Virginia Tech's two-way battle at quarterback is now a three-way race for the starting job with freshman Josh Jackson having played himself into the mix.
First-year Hokies coach Justin Fuente said Jackson, a dual-threat from Ann Arbor, Michigan, has had "a really good camp and a great summer."
"Don't overreact to what I'm saying," Fuente said, speaking of the competition that opened with fifth-year senior Brenden Motley and junior Jerod Evans, a transfer from Trinity Valley Community College in Texas. "I still don't know what way it's going to go, but [Jackson] has had a really good camp."
"I think he's done the three things that we have set out for those guys to do," Fuente said. "I'm not saying that he is doing it on a more consistent basis than anybody else. I'm just saying he is doing things more consistently than he did in the spring in terms of valuing the football, managing the ups and downs in practice and predicting outcomes — distributing the ball in the places it's supposed to go. We'll see how it goes. I'm encouraged by all three. All three work hard."
The winner of the quarterback derby will lead an offense expected to be fast-paced and with multiple skills players being shuffled in and out of the lineup. It's a departure from last year, Frank Beamer's final season, when wide receivers Isaiah Ford and Cam Phillips, tight end Bucky Hodges and running back Sam Rogers all played extensively.
Motley started six games a year ago, throwing for 11 touchdowns with seven interceptions.

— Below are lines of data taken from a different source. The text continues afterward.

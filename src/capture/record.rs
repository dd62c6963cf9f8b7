//! Packet records
//!
//! ```text
//! +-----------+------------+-----------+------------+-------------+
//! | ts_sec(4) | ts_frac(4) | caplen(4) | origlen(4) | payload(N)  |
//! +-----------+------------+-----------+------------+-------------+
//! ```

use bytes::Bytes;

/// One captured packet
///
/// Cheap to clone: the payload is a reference-counted `Bytes`. The broker
/// never keeps a record once its fan-out pass is over.
#[derive(Debug, Clone, PartialEq, Eq)]
pub struct PacketRecord {
    /// Capture timestamp, whole seconds since the epoch
    pub ts_sec: u32,
    /// Capture timestamp, sub-second part in nanoseconds
    pub ts_nanos: u32,
    /// Length of the packet on the wire
    pub orig_len: u32,
    /// Captured bytes
    pub data: Bytes,
}

impl PacketRecord {
    /// Number of captured payload bytes
    pub fn captured_len(&self) -> u32 {
        self.data.len() as u32
    }
}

He was third on the team with 224 yards rushing, but has known since spring practice that the battle for the starting job would continue into preseason camp.
Still, Motley said, playing at Virginia Tech has been his goal since high school and transferring never entered his mind.

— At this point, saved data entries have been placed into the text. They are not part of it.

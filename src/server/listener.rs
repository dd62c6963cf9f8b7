//! PCAP-over-IP subscriber listener
//!
//! Accepts TCP connections, writes the stream header to each one and hands
//! the initialized subscriber to the distributor.

use std::io::ErrorKind;
use std::net::SocketAddr;

use bytes::Bytes;
use tokio::net::{TcpListener, TcpStream};
use tokio::sync::mpsc;
use tokio_util::sync::CancellationToken;

use crate::capture::StreamHeader;
use crate::error::{Error, Result};
use crate::registry::{Subscriber, SubscriberId};
use crate::server::config::ServerConfig;
use crate::server::lookup::reverse_lookup;

/// Accept loop for subscriber connections
pub struct SubscriberAcceptor {
    config: ServerConfig,
    listener: TcpListener,
    header: Bytes,
    subscribers: mpsc::Sender<Subscriber<TcpStream>>,
    next_subscriber_id: u64,
}

impl SubscriberAcceptor {
    /// Bind the listen address
    ///
    /// `header` is the outbound stream header every subscriber receives
    /// first. Initialized subscribers are sent on `subscribers`.
    pub async fn bind(
        config: ServerConfig,
        header: &StreamHeader,
        subscribers: mpsc::Sender<Subscriber<TcpStream>>,
    ) -> Result<Self> {
        let header = header.encode()?;
        let listener = TcpListener::bind(config.listen_addr.as_str())
            .await
            .map_err(|source| Error::Bind {
                addr: config.listen_addr.clone(),
                source,
            })?;

        Ok(Self {
            config,
            listener,
            header,
            subscribers,
            next_subscriber_id: 1,
        })
    }

    /// Address actually bound (useful with port 0)
    pub fn local_addr(&self) -> Result<SocketAddr> {
        Ok(self.listener.local_addr()?)
    }

    /// Accept connections until `cancel` fires
    ///
    /// A fatal accept error cancels the token and is returned; errors that
    /// only concern the connection being accepted are logged and skipped.
    pub async fn run(mut self, cancel: CancellationToken) -> Result<()> {
        loop {
            let accepted = tokio::select! {
                biased;
                _ = cancel.cancelled() => break,
                accepted = self.listener.accept() => accepted,
            };

            match accepted {
                Ok((socket, peer_addr)) => self.handle_connection(socket, peer_addr),
                Err(_) if cancel.is_cancelled() => break,
                Err(e) if is_connection_error(&e) => {
                    tracing::debug!(error = %e, "Connection aborted before accept");
                }
                Err(e) => {
                    tracing::error!(error = %e, "Failed to accept connection");
                    cancel.cancel();
                    return Err(Error::Accept(e));
                }
            }
        }

        tracing::debug!("Acceptor stopped");
        Ok(())
    }

    fn handle_connection(&mut self, socket: TcpStream, peer_addr: SocketAddr) {
        let id = SubscriberId(self.next_subscriber_id);
        self.next_subscriber_id += 1;

        if self.config.tcp_nodelay {
            if let Err(e) = socket.set_nodelay(true) {
                tracing::debug!(subscriber = %id, error = %e, "Failed to set TCP_NODELAY");
            }
        }

        tokio::spawn(log_connection(
            id,
            peer_addr,
            self.config.reverse_lookup,
            self.config.lookup_timeout,
        ));

        let header = self.header.clone();
        let write_timeout = self.config.write_timeout;
        let subscribers = self.subscribers.clone();

        tokio::spawn(async move {
            let mut subscriber = Subscriber::new(id, peer_addr, socket);

            if let Err(e) = subscriber.send_header(&header, write_timeout).await {
                tracing::warn!(
                    subscriber = %id,
                    peer = %peer_addr,
                    error = %e,
                    "Failed to send stream header"
                );
                subscriber.close(write_timeout).await;
                return;
            }

            if let Err(mpsc::error::SendError(mut subscriber)) = subscribers.send(subscriber).await
            {
                tracing::debug!(subscriber = %id, "Distributor gone, closing connection");
                subscriber.close(write_timeout).await;
            }
        });
    }
}

async fn log_connection(
    id: SubscriberId,
    peer_addr: SocketAddr,
    lookup: bool,
    timeout: std::time::Duration,
) {
    let hostname = if lookup {
        reverse_lookup(peer_addr.ip(), timeout).await
    } else {
        None
    };

    match hostname {
        Some(hostname) => tracing::info!(
            subscriber = %id,
            peer = %peer_addr,
            hostname = %hostname,
            "PCAP-over-IP connection from {} ({})",
            peer_addr,
            hostname
        ),
        None => tracing::info!(
            subscriber = %id,
            peer = %peer_addr,
            "PCAP-over-IP connection from {}",
            peer_addr
        ),
    }
}

fn is_connection_error(e: &std::io::Error) -> bool {
    matches!(
        e.kind(),
        ErrorKind::ConnectionAborted | ErrorKind::ConnectionReset | ErrorKind::ConnectionRefused
    )
}

#[cfg(test)]
mod tests {
    use tokio::io::AsyncReadExt;

    use super::*;
    use crate::capture::LinkType;
    use crate::registry::SubscriberState;

    fn test_config() -> ServerConfig {
        ServerConfig::with_addr("127.0.0.1:0").disable_reverse_lookup()
    }

    #[tokio::test]
    async fn test_accept_sends_header_then_registers() {
        let header = StreamHeader::outbound(LinkType::ETHERNET, 65535);
        let (tx, mut rx) = mpsc::channel(4);

        let acceptor = SubscriberAcceptor::bind(test_config(), &header, tx)
            .await
            .unwrap();
        let addr = acceptor.local_addr().unwrap();

        let cancel = CancellationToken::new();
        let task = tokio::spawn(acceptor.run(cancel.clone()));

        let mut client = TcpStream::connect(addr).await.unwrap();
        let mut received = [0u8; 24];
        client.read_exact(&mut received).await.unwrap();
        assert_eq!(&received[..], &header.encode().unwrap()[..]);

        let subscriber = rx.recv().await.unwrap();
        assert_eq!(subscriber.id(), SubscriberId(1));
        assert_eq!(subscriber.state(), SubscriberState::Active);

        cancel.cancel();
        task.await.unwrap().unwrap();
    }

    #[tokio::test]
    async fn test_subscriber_ids_are_unique() {
        let header = StreamHeader::outbound(LinkType::ETHERNET, 65535);
        let (tx, mut rx) = mpsc::channel(4);

        let acceptor = SubscriberAcceptor::bind(test_config(), &header, tx)
            .await
            .unwrap();
        let addr = acceptor.local_addr().unwrap();
        let cancel = CancellationToken::new();
        let task = tokio::spawn(acceptor.run(cancel.clone()));

        let _a = TcpStream::connect(addr).await.unwrap();
        let _b = TcpStream::connect(addr).await.unwrap();

        let first = rx.recv().await.unwrap().id();
        let second = rx.recv().await.unwrap().id();
        assert_ne!(first, second);

        cancel.cancel();
        task.await.unwrap().unwrap();
    }

    #[tokio::test]
    async fn test_bind_failure_reports_address() {
        let occupied = TcpListener::bind("127.0.0.1:0").await.unwrap();
        let addr = occupied.local_addr().unwrap().to_string();

        let header = StreamHeader::outbound(LinkType::ETHERNET, 65535);
        let (tx, _rx) = mpsc::channel(1);
        let config = ServerConfig::with_addr(addr.clone());
        let result = SubscriberAcceptor::bind(config, &header, tx).await;

        match result {
            Err(Error::Bind { addr: reported, .. }) => assert_eq!(reported, addr),
            other => panic!("expected bind error, got {:?}", other.map(|_| ())),
        }
    }

    #[tokio::test]
    async fn test_cancel_stops_accepting() {
        let header = StreamHeader::outbound(LinkType::ETHERNET, 65535);
        let (tx, _rx) = mpsc::channel(1);
        let acceptor = SubscriberAcceptor::bind(test_config(), &header, tx)
            .await
            .unwrap();

        let cancel = CancellationToken::new();
        cancel.cancel();

        let result = tokio::time::timeout(
            std::time::Duration::from_secs(1),
            acceptor.run(cancel),
        )
        .await;
        assert!(matches!(result, Ok(Ok(()))));
    }
}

"Obviously I could have gone up and left, ran away because my coach wasn't there anymore," he said. "But I kind of hold myself to loyalty and staying with what I believe in, fighting. ... I just wanted to stay to fight and hopefully get my opportunity when it comes."
Evans, originally recruited by Fuente at Memphis, threw for 38 touchdowns with just three interceptions in eight games before getting hurt.
Jackson, the son of a football coach, threw for 1,780 yards and 20 touchdowns and ran for 470 yards and eight scores in high school last season.
"I can foresee any scenario," Fuente said. "I am hopeful that in the next week that I can see potential scenarios more clearly. Does that leave it open-ended enough? We still have a lot of evaluation left. We still have work to do."
Jackson's rise in stature didn't come as a surprise to Evans.
"I think the quarterback (unit) as a whole is growing up and maturing," he said. "I think we have a long way to go. We have a lot to learn and we still have things we need to work on as a group, but everyone is definitely moving in the right direction."
Even if the number of challengers for the team's most important position is growing rather than shrinking.